Sheila testified that on one occasion when she was dropping her children off at school, appellant "blocked" her vehicle with his vehicle. According to Sheila, appellant "came up in a rush in his car behind" her asking her to answer her phone and to speak with her ex-boyfriend's wife, Laurie Regusa. Sheila told appellant, "Look, not at the kid's school," and then drove away. Sheila stated that, as she drove off, appellant drove around her, stopped his car in front of her car, exited his vehicle, and shouted that Sheila "better talk to" Laurie. Sheila told appellant that she was going to call the police. Sheila stated that appellant was "irate" and that she feared for her safety and felt threatened. Sheila explained that appellant was at her car door and the traffic was passing by her vehicle; she thought that he was "going to pull [her] out." Sheila stated that appellant "was just so, you know, angry, I did not know what to think. I just needed him to leave me alone."
On cross-examination, Sheila stated:
I'd already been presented with him [appellant] zooming — oops, sorry — zooming up behind me in the gravel parking lot of my kids' school with all the other parents there, trying to blow this thing out in the middle of the parking lot. And then I was presented with him not letting me go but continuing ahead of me, blocking me off, getting out of the car in traffic and throwing a phone at my window and trying to get in my door. Yes, I felt threatened.
Sheila clarified that appellant had not "physically" thrown the phone at her.
On cross-examination, Sheila stated that she had called the police regarding this incident.
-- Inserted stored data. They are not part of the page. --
//! Static registry of the mints the tracker knows about.
//!
//! Built once from configuration and shared read-only. The [`AssetKind`]
//! ordering is the tie-break used when several counter-asset candidates
//! move in the same direction.

use crate::monitor::error::{MonitorError, MonitorResult};
use serde::{Deserialize, Serialize};
use solana_sdk::pubkey::Pubkey;
use std::collections::HashMap;
use std::fmt;

/// Symbol reported for lamport movements.
pub const NATIVE_SYMBOL: &str = "SOL";

/// Symbol reported for mints missing from the catalog.
pub const UNKNOWN_SYMBOL: &str = "UNKNOWN";

/// Decimals of the native unit (lamports per SOL).
pub const NATIVE_DECIMALS: u8 = 9;

/// Role of an asset inside the protocol.
///
/// Variants are declared from lowest to highest priority so the derived
/// `Ord` is the tie-break order: `Stable` beats everything, `Unknown` loses
/// to everything.
#[derive(Debug, Clone, Copy, PartialEq, Eq, PartialOrd, Ord, Hash, Serialize, Deserialize)]
#[serde(rename_all = "snake_case")]
pub enum AssetKind {
    Unknown,
    NativeUnit,
    LiquidStakingToken,
    ReferenceStable,
    LeveragedToken,
    StakedStable,
    Stable,
}

impl AssetKind {
    /// Numeric rank, higher wins.
    pub fn priority_rank(&self) -> u8 {
        *self as u8
    }
}

impl fmt::Display for AssetKind {
    fn fmt(&self, f: &mut fmt::Formatter<'_>) -> fmt::Result {
        match self {
            AssetKind::Unknown => write!(f, "Unknown"),
            AssetKind::NativeUnit => write!(f, "Native"),
            AssetKind::LiquidStakingToken => write!(f, "LST"),
            AssetKind::ReferenceStable => write!(f, "Reference stable"),
            AssetKind::LeveragedToken => write!(f, "Leveraged"),
            AssetKind::StakedStable => write!(f, "Staked stable"),
            AssetKind::Stable => write!(f, "Stable"),
        }
    }
}

/// A registry entry.
#[derive(Debug, Clone, PartialEq, Eq)]
pub struct TokenInfo {
    pub mint: Pubkey,
    pub symbol: String,
    pub name: String,
    pub decimals: u8,
    pub kind: AssetKind,
}

/// What an amount is denominated in.
#[derive(Debug, Clone, PartialEq, Eq)]
pub struct AssetIdentity {
    /// `None` for the native unit.
    pub mint: Option<Pubkey>,
    pub symbol: String,
    pub kind: AssetKind,
}

impl AssetIdentity {
    pub fn native() -> Self {
        Self {
            mint: None,
            symbol: NATIVE_SYMBOL.to_string(),
            kind: AssetKind::NativeUnit,
        }
    }

    pub fn unknown(mint: Pubkey) -> Self {
        Self {
            mint: Some(mint),
            symbol: UNKNOWN_SYMBOL.to_string(),
            kind: AssetKind::Unknown,
        }
    }

    pub fn priority_rank(&self) -> u8 {
        self.kind.priority_rank()
    }

    pub fn is_native(&self) -> bool {
        self.mint.is_none()
    }
}

impl From<&TokenInfo> for AssetIdentity {
    fn from(info: &TokenInfo) -> Self {
        Self {
            mint: Some(info.mint),
            symbol: info.symbol.clone(),
            kind: info.kind,
        }
    }
}

#[derive(Debug, Clone)]
pub struct AssetCatalog {
    tokens: HashMap<Pubkey, TokenInfo>,
    stable_mint: Pubkey,
    leveraged_mint: Pubkey,
}

impl AssetCatalog {
    /// Build the catalog. Exactly one `Stable` and one `LeveragedToken`
    /// entry are required; later duplicates of a mint replace earlier ones.
    pub fn new(entries: Vec<TokenInfo>) -> MonitorResult<Self> {
        let mut tokens = HashMap::with_capacity(entries.len());
        for entry in entries {
            if entry.decimals > crate::amount::MAX_DECIMALS {
                return Err(MonitorError::ConfigError(format!(
                    "{} has {} decimals, at most {} supported",
                    entry.symbol,
                    entry.decimals,
                    crate::amount::MAX_DECIMALS
                )));
            }
            tokens.insert(entry.mint, entry);
        }

        let stable_mint = Self::single_of_kind(&tokens, AssetKind::Stable)?;
        let leveraged_mint = Self::single_of_kind(&tokens, AssetKind::LeveragedToken)?;

        Ok(Self {
            tokens,
            stable_mint,
            leveraged_mint,
        })
    }

    fn single_of_kind(tokens: &HashMap<Pubkey, TokenInfo>, kind: AssetKind) -> MonitorResult<Pubkey> {
        let mut matches = tokens.values().filter(|t| t.kind == kind);
        match (matches.next(), matches.next()) {
            (Some(info), None) => Ok(info.mint),
            (None, _) => Err(MonitorError::ConfigError(format!(
                "Token registry has no {} entry",
                kind
            ))),
            (Some(_), Some(_)) => Err(MonitorError::ConfigError(format!(
                "Token registry has more than one {} entry",
                kind
            ))),
        }
    }

    pub fn get(&self, mint: &Pubkey) -> Option<&TokenInfo> {
        self.tokens.get(mint)
    }

    /// Identity for a mint, falling back to the unknown-token identity.
    pub fn identify(&self, mint: &Pubkey) -> AssetIdentity {
        self.get(mint)
            .map(AssetIdentity::from)
            .unwrap_or_else(|| AssetIdentity::unknown(*mint))
    }

    /// The USD-pegged unit used as the pricing denominator.
    pub fn stable(&self) -> &TokenInfo {
        &self.tokens[&self.stable_mint]
    }

    /// The tracked leveraged token.
    pub fn leveraged(&self) -> &TokenInfo {
        &self.tokens[&self.leveraged_mint]
    }

    pub fn is_stable_mint(&self, mint: &Pubkey) -> bool {
        self.stable_mint == *mint
    }

    pub fn len(&self) -> usize {
        self.tokens.len()
    }

    pub fn is_empty(&self) -> bool {
        self.tokens.is_empty()
    }
}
Sheila testified that when she was at a friend's birthday party, appellant approached her and said, "I'm going to be watching everything you do while you're at this party. . . . You better not be talking to anybody else because I'm going to have my eye on you." Sheila stated that she purposely moved from location to location at the huge warehouse where the party was held, but she noticed that appellant "changed his positioning so that he was, like, staring at [her]." Later, Sheila and a male friend went to retrieve several items from her car, and appellant followed them outside and told Sheila's friend to go inside. According to Sheila, appellant then "blocked" her way and would not allow her to go back to the party. Sheila stated that appellant told her that they needed to "talk about this" and that Sheila "was not going to be seeing other people." Appellant allegedly said, "We need to get together, and we need to figure out what's going on here because I'm not going to allow you to be going out with people." Sheila told appellant that he needed to let her go, or she would call the hostess of the party to "come and help" her. After Sheila repeated this to appellant several times and fifteen minutes had passed, appellant "let" Sheila go back to the party. Sheila testified that she noticed that appellant left the party when she left.
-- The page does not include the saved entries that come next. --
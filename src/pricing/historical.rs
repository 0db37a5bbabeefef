//! Implied USD price of a trade settled in the stable unit.

use crate::catalog::AssetCatalog;
use crate::types::Trade;
use rust_decimal::{Decimal, RoundingStrategy};
use rust_decimal_macros::dec;
use std::str::FromStr;
use tracing::debug;

/// Prices outside this band are parsing artefacts, not market prices.
pub const MIN_PRICE_USD: Decimal = dec!(1);
pub const MAX_PRICE_USD: Decimal = dec!(10000);

/// Fractional digits in the reported price.
pub const PRICE_SCALE: u32 = 3;

pub struct HistoricalPriceEstimator<'a> {
    catalog: &'a AssetCatalog,
}

impl<'a> HistoricalPriceEstimator<'a> {
    pub fn new(catalog: &'a AssetCatalog) -> Self {
        Self { catalog }
    }

    /// USD per tracked token, when the counter asset is the stable mint.
    pub fn estimate(&self, trade: &Trade) -> Option<String> {
        let counter_mint = trade.counter_mint.as_ref()?;
        if !self.catalog.is_stable_mint(counter_mint) {
            return None;
        }
        let counter_amount = trade.counter_amount.as_deref()?;

        let price = implied_price(counter_amount, &trade.xsol_amount)?;
        debug!("Implied price for {}: {}", trade.signature, price);
        Some(price)
    }
}

/// `counter / target` to three decimals, `None` when either side is not a
/// positive decimal or the result leaves the sanity band.
pub fn implied_price(counter_amount: &str, target_amount: &str) -> Option<String> {
    let counter = Decimal::from_str(counter_amount).ok()?;
    let target = Decimal::from_str(target_amount).ok()?;
    if counter <= Decimal::ZERO || target <= Decimal::ZERO {
        return None;
    }

    let price = counter.checked_div(target)?;
    if price < MIN_PRICE_USD || price > MAX_PRICE_USD {
        debug!("Price {} outside [{}, {}]", price, MIN_PRICE_USD, MAX_PRICE_USD);
        return None;
    }

    let mut rounded = price.round_dp_with_strategy(PRICE_SCALE, RoundingStrategy::MidpointAwayFromZero);
    rounded.rescale(PRICE_SCALE);
    Some(rounded.to_string())
}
When asked if appellant had ever called and threatened her, Sheila replied, "Well, he's done that numerous times." Sheila claimed that she recorded those threatening calls from appellant, and the trial court allowed the recordings to be played. When asked, "The voice that we heard on that recording, is that the demeanor and how [appellant] approaches you?", Sheila responded, "Repeatedly, yes." The following exchange then occurred:
The record reveals that two recordings were played in open court. The court reporter documented that the recordings were not clear enough for transcription. The court reporter requested copies of those tape recordings. However, the court reporter noted in the record that those recordings have not been provided. Those recordings are not included in the appellate record.
[Sheila's counsel]: And you felt that you had to file this protective order because he was threatening you?
[Sheila]: Correct.
[Sheila's counsel]: Did you fear for your safety? Did you feel that he could harm you?
[Sheila]: Definitely.
[Sheila's counsel]: Why do you say that?
[Sheila]: Just by how his behavior has escalated over time and because he's said statements to me that he doesn't know how he would respond if he saw me out with someone, and he didn't think he would have control over himself, and from him blocking me on the two occasions that we discussed, plus one other occasion.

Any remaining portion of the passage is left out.